In terms of performance, we are not seeing anything stellar with the GA-X79-UD3.  It is functional, but does not perform at the top end of many benchmarks compared to the boards we've previously tested.  On that basis, we'd have to consider the UD3 as a more expensive 'budget' board, however the auto overclock options, when they worked, gave a great combined CPU+memory overclock, bringing the board back into the game.
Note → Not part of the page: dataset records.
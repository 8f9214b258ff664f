//! Cross-thread delivery into a single-threaded host context.
//!
//! The host owns a [`HostContext`]. It is deliberately `!Send`: host
//! callbacks are registered on it, live on it, and only ever run on the
//! thread that owns it, so they need no locking of their own. Any OS thread
//! can hold a [`HostHandle`] and post deliveries; the host drains them on its
//! own turn via [`HostContext::run_pending`] or [`HostContext::turn`].
//!
//! ```text
//!  offload / worker thread                 host thread
//!  ───────────────────────                 ───────────
//!  CallbackBridge::deliver(payload)
//!      │  HostHandle::post(job)
//!      └────────► [ delivery channel ] ────► HostContext::turn()
//!                                                └─► registry[target](payload)
//! ```
//!
//! Deliveries posted from one thread run in the order they were posted.
//! Nothing is promised about interleaving across threads.

use std::any::Any;
use std::cell::{Cell, RefCell};
use std::collections::HashMap;
use std::fmt;
use std::marker::PhantomData;
use std::rc::Rc;
use std::sync::atomic::{AtomicUsize, Ordering};
use std::sync::Arc;
use std::time::Duration;

use crossbeam::channel::{self, Receiver, RecvTimeoutError, Sender};
use tracing::{debug, warn};

use crate::config::HostConfig;
use crate::error::{BridgeError, Result};

/// A unit of work to run on the host context.
pub type Delivery = Box<dyn FnOnce(&HostContext) -> Result<()> + Send>;

type HostFn<A> = Rc<RefCell<dyn FnMut(A) -> anyhow::Result<()>>>;

// ---------------------------------------------------------------------------
// Deliver trait
// ---------------------------------------------------------------------------

/// "Post this payload to the host's execution context."
///
/// This is the seam between the native threads and whatever the host is.
/// [`CallbackBridge`] implements it on top of a [`HostContext`]; bindings for
/// other runtimes implement it with that runtime's own primitive.
///
/// Implementations must never run host code on the calling thread and must
/// not block waiting for the host to drain.
pub trait Deliver<T>: Send + Sync {
    /// Schedule `payload` for delivery.
    ///
    /// # Errors
    ///
    /// [`BridgeError::HostGone`] when the host can no longer receive, or
    /// [`BridgeError::ResourceUnavailable`] when its queue is full. The
    /// payload is discarded in both cases.
    fn deliver(&self, payload: T) -> Result<()>;
}

impl<T, D: Deliver<T> + ?Sized> Deliver<T> for Arc<D> {
    fn deliver(&self, payload: T) -> Result<()> {
        (**self).deliver(payload)
    }
}

impl<T, D: Deliver<T> + ?Sized> Deliver<T> for Box<D> {
    fn deliver(&self, payload: T) -> Result<()> {
        (**self).deliver(payload)
    }
}

// ---------------------------------------------------------------------------
// Callback references
// ---------------------------------------------------------------------------

/// A `Send + Copy` token naming a callback registered on a [`HostContext`].
///
/// The callback itself never leaves the host thread.
pub struct CallbackRef<A> {
    id: u64,
    _payload: PhantomData<fn(A)>,
}

impl<A> CallbackRef<A> {
    pub fn id(&self) -> u64 {
        self.id
    }
}

impl<A> Clone for CallbackRef<A> {
    fn clone(&self) -> Self {
        *self
    }
}

impl<A> Copy for CallbackRef<A> {}

impl<A> PartialEq for CallbackRef<A> {
    fn eq(&self, other: &Self) -> bool {
        self.id == other.id
    }
}

impl<A> Eq for CallbackRef<A> {}

impl<A> fmt::Debug for CallbackRef<A> {
    fn fmt(&self, f: &mut fmt::Formatter<'_>) -> fmt::Result {
        f.debug_tuple("CallbackRef").field(&self.id).finish()
    }
}

// ---------------------------------------------------------------------------
// Host handle
// ---------------------------------------------------------------------------

struct QueueState {
    pending: AtomicUsize,
    capacity: Option<usize>,
}

/// Thread-safe poster onto one [`HostContext`].
#[derive(Clone)]
pub struct HostHandle {
    tx: Sender<Delivery>,
    queue: Arc<QueueState>,
}

impl HostHandle {
    /// Queue a delivery. Never blocks.
    pub fn post(&self, delivery: Delivery) -> Result<()> {
        let reserved = self
            .queue
            .pending
            .fetch_update(Ordering::AcqRel, Ordering::Acquire, |n| match self.queue.capacity {
                Some(cap) if n >= cap => None,
                _ => Some(n + 1),
            });
        if let Err(pending) = reserved {
            return Err(BridgeError::unavailable(format!(
                "host delivery queue full ({pending} pending)"
            )));
        }

        self.tx.send(delivery).map_err(|_| {
            self.queue.pending.fetch_sub(1, Ordering::AcqRel);
            BridgeError::HostGone
        })
    }

    /// Queue a delivery without checking the capacity. For results the
    /// host must receive regardless of backpressure; still counted as
    /// pending.
    pub fn post_unbounded(&self, delivery: Delivery) -> Result<()> {
        self.queue.pending.fetch_add(1, Ordering::AcqRel);
        self.tx.send(delivery).map_err(|_| {
            self.queue.pending.fetch_sub(1, Ordering::AcqRel);
            BridgeError::HostGone
        })
    }

    /// Deliveries queued but not yet run.
    pub fn pending(&self) -> usize {
        self.queue.pending.load(Ordering::Acquire)
    }
}

impl fmt::Debug for HostHandle {
    fn fmt(&self, f: &mut fmt::Formatter<'_>) -> fmt::Result {
        f.debug_struct("HostHandle")
            .field("pending", &self.pending())
            .field("capacity", &self.queue.capacity)
            .finish()
    }
}

// ---------------------------------------------------------------------------
// Host context
// ---------------------------------------------------------------------------

/// The host's single cooperative execution context.
pub struct HostContext {
    rx: Receiver<Delivery>,
    handle: HostHandle,
    callbacks: RefCell<HashMap<u64, Box<dyn Any>>>,
    next_callback: Cell<u64>,
    _single_threaded: PhantomData<Rc<()>>,
}

impl HostContext {
    /// A context with an unbounded delivery queue.
    pub fn new() -> Self {
        Self::with_config(&HostConfig::default())
    }

    pub fn with_config(config: &HostConfig) -> Self {
        let (tx, rx) = channel::unbounded();
        Self {
            rx,
            handle: HostHandle {
                tx,
                queue: Arc::new(QueueState {
                    pending: AtomicUsize::new(0),
                    capacity: config.queue_capacity,
                }),
            },
            callbacks: RefCell::new(HashMap::new()),
            next_callback: Cell::new(1),
            _single_threaded: PhantomData,
        }
    }

    /// A poster other threads can use to reach this context.
    pub fn handle(&self) -> HostHandle {
        self.handle.clone()
    }

    /// Register a host callback. It is only ever invoked on this context.
    pub fn register<A, F>(&self, callback: F) -> CallbackRef<A>
    where
        A: 'static,
        F: FnMut(A) -> anyhow::Result<()> + 'static,
    {
        let id = self.next_callback.get();
        self.next_callback.set(id + 1);

        let callback: HostFn<A> = Rc::new(RefCell::new(callback));
        self.callbacks.borrow_mut().insert(id, Box::new(callback));
        debug!(callback = id, "host callback registered");

        CallbackRef {
            id,
            _payload: PhantomData,
        }
    }

    /// Drop a registered callback. Deliveries still in flight for it are
    /// discarded when they arrive. Returns whether it was registered.
    pub fn release<A>(&self, target: CallbackRef<A>) -> bool {
        let removed = self.callbacks.borrow_mut().remove(&target.id).is_some();
        if removed {
            debug!(callback = target.id, "host callback released");
        }
        removed
    }

    pub fn is_registered<A>(&self, target: CallbackRef<A>) -> bool {
        self.callbacks.borrow().contains_key(&target.id)
    }

    /// Invoke a registered callback right here on the host context.
    ///
    /// Returns `Ok(false)` when the callback is no longer registered.
    pub fn invoke<A: 'static>(&self, target: CallbackRef<A>, payload: A) -> Result<bool> {
        let callback = {
            let callbacks = self.callbacks.borrow();
            match callbacks
                .get(&target.id)
                .and_then(|entry| entry.downcast_ref::<HostFn<A>>())
            {
                Some(callback) => Rc::clone(callback),
                None => {
                    warn!(callback = target.id, "delivery for released callback dropped");
                    return Ok(false);
                }
            }
        };

        let mut callback = callback.try_borrow_mut().map_err(|_| {
            BridgeError::HostCallback(format!(
                "re-entrant invocation of callback {}",
                target.id
            ))
        })?;
        (&mut *callback)(payload).map_err(|err| BridgeError::from_host(&err))?;
        Ok(true)
    }

    /// Run every delivery queued at the time of the call.
    ///
    /// Stops at the first delivery that fails and returns its error; the
    /// rest stay queued for the next turn.
    pub fn run_pending(&self) -> Result<usize> {
        let budget = self.rx.len();
        let mut ran = 0;
        for _ in 0..budget {
            let Ok(delivery) = self.rx.try_recv() else {
                break;
            };
            ran += 1;
            self.run_one(delivery)?;
        }
        Ok(ran)
    }

    /// Wait up to `timeout` for a delivery, then drain the queue.
    pub fn turn(&self, timeout: Duration) -> Result<usize> {
        if !self.rx.is_empty() {
            return self.run_pending();
        }
        match self.rx.recv_timeout(timeout) {
            Ok(delivery) => {
                self.run_one(delivery)?;
                Ok(1 + self.run_pending()?)
            }
            Err(RecvTimeoutError::Timeout) | Err(RecvTimeoutError::Disconnected) => Ok(0),
        }
    }

    /// Deliveries queued but not yet run.
    pub fn pending_deliveries(&self) -> usize {
        self.handle.pending()
    }

    fn run_one(&self, delivery: Delivery) -> Result<()> {
        self.handle.queue.pending.fetch_sub(1, Ordering::AcqRel);
        delivery(self)
    }
}

impl Default for HostContext {
    fn default() -> Self {
        Self::new()
    }
}

impl fmt::Debug for HostContext {
    fn fmt(&self, f: &mut fmt::Formatter<'_>) -> fmt::Result {
        f.debug_struct("HostContext")
            .field("pending", &self.pending_deliveries())
            .field("callbacks", &self.callbacks.borrow().len())
            .finish()
    }
}

// ---------------------------------------------------------------------------
// Callback bridge
// ---------------------------------------------------------------------------

/// Delivers payloads of type `T` to one registered host callback.
pub struct CallbackBridge<T> {
    host: HostHandle,
    target: CallbackRef<T>,
    bounded: bool,
}

impl<T> CallbackBridge<T> {
    /// A bridge subject to the host's queue capacity.
    pub fn new(host: HostHandle, target: CallbackRef<T>) -> Self {
        Self {
            host,
            target,
            bounded: true,
        }
    }

    /// A bridge whose posts ignore the queue capacity. Used for payloads
    /// that must arrive exactly once, such as operation completions.
    pub fn unbounded(host: HostHandle, target: CallbackRef<T>) -> Self {
        Self {
            host,
            target,
            bounded: false,
        }
    }

    pub fn target(&self) -> CallbackRef<T> {
        self.target
    }
}

impl<T> Clone for CallbackBridge<T> {
    fn clone(&self) -> Self {
        Self {
            host: self.host.clone(),
            target: self.target,
            bounded: self.bounded,
        }
    }
}

impl<T: Send + 'static> Deliver<T> for CallbackBridge<T> {
    fn deliver(&self, payload: T) -> Result<()> {
        let target = self.target;
        let delivery: Delivery = Box::new(move |host| host.invoke(target, payload).map(|_| ()));
        if self.bounded {
            self.host.post(delivery)
        } else {
            self.host.post_unbounded(delivery)
        }
    }
}

// ---------------------------------------------------------------------------
// Tests
// ---------------------------------------------------------------------------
While X79 and Sandy Bridge-E is the talk of the performance town, the UD3 is an odd board which fits in the middle of 'budget' and 'mainstream'.  It has the features, perhaps not the software or the stock performance, but X79 is still young and in a maturity phase.  If it were my money on the line, it would be a hard choice between the UD3 and the ASRock X79 Extreme4.  The ASRock had overclock and heating issues, but it felt a little more polished and performed better at stock.  So the question becomes, do you overclock, and are you looking for a board from $235-$270?  If you overclock, the Gigabyte seems the better choice.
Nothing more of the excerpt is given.